Ainsi, les combats sont stéréotypés. L’approche est toujours la même, pas bien aidé par le fait qu’on soit presque toujours seul sur l’aire de combat puisque les autres personnages se contentent juste de distribuer deux ou trois coups avant de partir quand on change de personnage à la volée, profitant de leur barre de mana rechargée pendant leur attente. Un système faillible, puisque les combats se ressemblent tous, la faute au trop peu de coups à disposition. En effet, le jeu se joue avec trois coups : carré pour le coup de base, et triangle et rond pour les coups spéciaux affectés avec les Wizarts obtenus. Ces coups sont assez nombreux à débloquer, mais en définitive on n’en utilise qu’une poignée et ils ne peuvent être modifiés qu’en dehors des combats. Dans un titre qui s’avère beaucoup trop simple lors des combats face à une poignée d’adversaires grâce à la très simple parade, mais qui peut être insupportable et ingérable quand les adversaires sont trop nombreux, car les monstres attaquent tous en même temps et les coups encaissés provoquent un temps d’arrêt du personnage. On en arrive à des situations où ça devient presque impossible de mettre un coup, en essayant juste de faire monter la barre d’ultime qui permet de lancer une attaque dévastatrice qui touche tous les ennemis (heureusement, elle monte vite) afin de réduire leur nombre. Finalement, la principale difficulté reste dans la gestion d’une caméra qui devient souvent folle, notamment dans les espaces exigus de certaines zones.

Tokyo d’une autre époque

© FURYU Corporation.

Malgré un découpage en petites zones pas inintéressantes à parcourir, le quartier de Shibuya souffre, comme le reste du jeu, d’une direction artistique dépassée. Pas vraiment originale, rarement séduisante, celle-ci s’appuie sur des choix visuels qui n’évoquent rien de vraiment mémorable. Pas mieux pour les héros et héroïnes qui manquent de personnalité, tant sur leur écriture que visuellement, et qui peinent à être crédibles dans un univers qui manque de cohérence. Pas mieux sur la technique avec des textures et des animations d’antan, des rues extrêmement vides (et les quelques habitant·es que l’on croise se répètent à l’infini selon une poignée de modèles).

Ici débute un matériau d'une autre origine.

//! Data models shared by every stage of the bus analysis pipeline.

use std::collections::BTreeMap;
use std::fmt;

use serde::{Deserialize, Serialize};

// ---

/// One spreadsheet cell as handed over by the ingestion layer.
///
/// Spreadsheet readers mix native numbers, text and blanks in the same
/// column, so every word column is carried untyped until the decoder sees it.
#[derive(Debug, Clone, PartialEq, Serialize, Deserialize)]
#[serde(untagged)]
pub enum Cell {
    // ---
    Null,
    Bool(bool),
    Int(i64),
    Float(f64),
    Text(String),
}

impl Cell {
    // ---
    pub fn text(s: impl Into<String>) -> Self {
        Cell::Text(s.into())
    }

    /// Text rendering used for free-text columns such as decoded info.
    pub fn as_text(&self) -> String {
        // ---
        match self {
            Cell::Null => String::new(),
            Cell::Bool(b) => b.to_string(),
            Cell::Int(i) => i.to_string(),
            Cell::Float(f) if f.is_nan() => String::new(),
            Cell::Float(f) => f.to_string(),
            Cell::Text(s) => s.clone(),
        }
    }
}

impl From<&str> for Cell {
    fn from(s: &str) -> Self {
        Cell::Text(s.to_string())
    }
}

impl From<i64> for Cell {
    fn from(v: i64) -> Self {
        Cell::Int(v)
    }
}

impl From<f64> for Cell {
    fn from(v: f64) -> Self {
        Cell::Float(v)
    }
}

/// A rectangular capture table: column names plus one map per row.
///
/// Deserializes directly from the `{ "columns": [...], "rows": [...] }`
/// document produced by the upload layer.
#[derive(Debug, Clone, Default, Serialize, Deserialize)]
pub struct RawTable {
    // ---
    pub columns: Vec<String>,
    pub rows: Vec<BTreeMap<String, Cell>>,
}

impl RawTable {
    // ---
    pub fn new(columns: Vec<String>) -> Self {
        Self {
            columns,
            rows: Vec::new(),
        }
    }

    /// Append a row given as `(column, cell)` pairs.
    pub fn push_row<I, K>(&mut self, cells: I)
    where
        I: IntoIterator<Item = (K, Cell)>,
        K: Into<String>,
    {
        // ---
        self.rows
            .push(cells.into_iter().map(|(k, v)| (k.into(), v)).collect());
    }

    pub fn has_column(&self, name: &str) -> bool {
        self.columns.iter().any(|c| c == name)
    }
}

/// One captured bus transaction, lifted out of a table row.
#[derive(Debug, Clone, PartialEq)]
pub struct LogRecord {
    // ---
    pub timestamp: Cell,
    pub decoded_info: String,
    pub command_word_1: Option<Cell>,
    pub command_word_2: Option<Cell>,
    pub status_word: Option<Cell>,
    /// Data word cells in `DW1..DWn` column order.
    pub data_words: Vec<Cell>,
}

/// A record with its place on the batch time base and its stream identity.
#[derive(Debug, Clone, PartialEq)]
pub struct NormalizedRecord {
    // ---
    pub record: LogRecord,
    /// Position of the row in the original table.
    pub row_index: usize,
    /// Seconds since the earliest surviving timestamp; never negative.
    pub relative_time: f64,
    pub stream_id: String,
}

// ---

/// Anomaly severity, ordered from least to most serious.
#[derive(Debug, Clone, Copy, PartialEq, Eq, PartialOrd, Ord, Hash, Serialize, Deserialize)]
#[serde(rename_all = "SCREAMING_SNAKE_CASE")]
pub enum Severity {
    Low,
    Moderate,
    High,
    Critical,
}

impl fmt::Display for Severity {
    fn fmt(&self, f: &mut fmt::Formatter<'_>) -> fmt::Result {
        // ---
        let s = match self {
            Severity::Low => "LOW",
            Severity::Moderate => "MODERATE",
            Severity::High => "HIGH",
            Severity::Critical => "CRITICAL",
        };
        f.write_str(s)
    }
}

/// What kind of finding an [`Anomaly`] records.
#[derive(Debug, Clone, Copy, PartialEq, Eq, Hash, Serialize, Deserialize)]
#[serde(rename_all = "SCREAMING_SNAKE_CASE")]
pub enum AnomalyType {
    // ---
    TimingOutlier,
    DelayedMessage,
    EarlyMessage,
    StatusError,
    StatusWarning,
    CommandWordError,
    StuckBits,
    RepeatedPattern,
    RarelyUsedColumn,
    MissingDataWords,
    ZeroConcentration,
}

impl AnomalyType {
    /// Anomalies raised by the data-word pattern pass.
    pub fn is_data_integrity(self) -> bool {
        // ---
        matches!(
            self,
            AnomalyType::StuckBits
                | AnomalyType::RepeatedPattern
                | AnomalyType::RarelyUsedColumn
                | AnomalyType::MissingDataWords
                | AnomalyType::ZeroConcentration
        )
    }
}

/// A single finding inside one stream.
///
/// Timing passes locate their findings by relative time and interval index;
/// word passes locate theirs by record position. Whichever applies is set.
#[derive(Debug, Clone, PartialEq, Serialize, Deserialize)]
pub struct Anomaly {
    // ---
    #[serde(skip_serializing_if = "Option::is_none")]
    pub timestamp: Option<f64>,
    #[serde(skip_serializing_if = "Option::is_none")]
    pub occurrence: Option<usize>,
    #[serde(rename = "type")]
    pub kind: AnomalyType,
    pub description: String,
    pub severity: Severity,
}

impl Anomaly {
    // ---
    pub fn new(kind: AnomalyType, severity: Severity, description: impl Into<String>) -> Self {
        Self {
            timestamp: None,
            occurrence: None,
            kind,
            description: description.into(),
            severity,
        }
    }

    pub fn at_time(mut self, timestamp: f64) -> Self {
        self.timestamp = Some(timestamp);
        self
    }

    pub fn at_occurrence(mut self, occurrence: usize) -> Self {
        self.occurrence = Some(occurrence);
        self
    }
}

On sent que le jeu a quelques générations de retard, et ce n’est pas ses personnages complètement stoïques et inexpressifs qui améliorent le constat. Pas mieux du côté des ennemis peu inspirés, tous ressemblants, le jeu ressortant même de nombreuses fois les mêmes deux ou trois mini-boss qui s’affrontent à chaque fois de la même manière. Si les boss sont plus variés, notamment dans le dernier tiers du jeu, ils souffrent également des mêmes problèmes avec des designs peu intéressants, en plus d’avoir des patterns très basiques. Enfin, c’est les « donjons » qui font peine à voir, puisqu’il s’agit du « Another », le monde alternatif accessible via des portails. Les zones sont toujours les mêmes, avec une sorte de forêt magique et labyrinthique à la distance d’affichage d’il y a vingt ans, où les mêmes ennemis s’affrontent encore et encore au même endroit, pour obtenir les mêmes objets et la même expérience. 

Il y avait pourtant du beau monde sur le projet, et on aurait pu espérer que Kazushige Nojima soit capable de proposer une narration engageante à défaut d’être exceptionnelle ; mais le scénariste à qui l’on doit quelques très beaux J-RPG semble en roue libre sur un jeu au développement probablement accidenté. Manque de liant entre les chapitres, personnages peu caractérisés, monde vide de sens, tout tape à côté dans Reynatis et c’est plutôt déprimant à parcourir. Il n’y a même pas une petite étincelle qui laisserait espérer des jours meilleurs, puisque au contraire, la narration n’arrive jamais à élever son niveau, pas plus lors de son final aussi raté que le reste. Il ne restait qu’un espoir, la bande originale de Yoko Shimomura, qui a rarement été prise à défaut lors de sa longue carrière. Mais même là, la compositrice à qui l’on doit quelques unes des plus belles OST du jeu vidéo japonais n’arrive pas à trouver ses qualités habituelles, en livrant une bande-son assez pauvre en titres (avec des thèmes qui se répètent souvent) en plus de ne jamais nous emmener dans son univers. Bref, Reynatis est une énorme déception, un jeu dans lequel on a bien du mal à trouver une réussite.

  • Reynatis est disponible depuis le 27 septembre 2024 sur PC, Nintendo Switch, PlayStation 4 et PlayStation 5.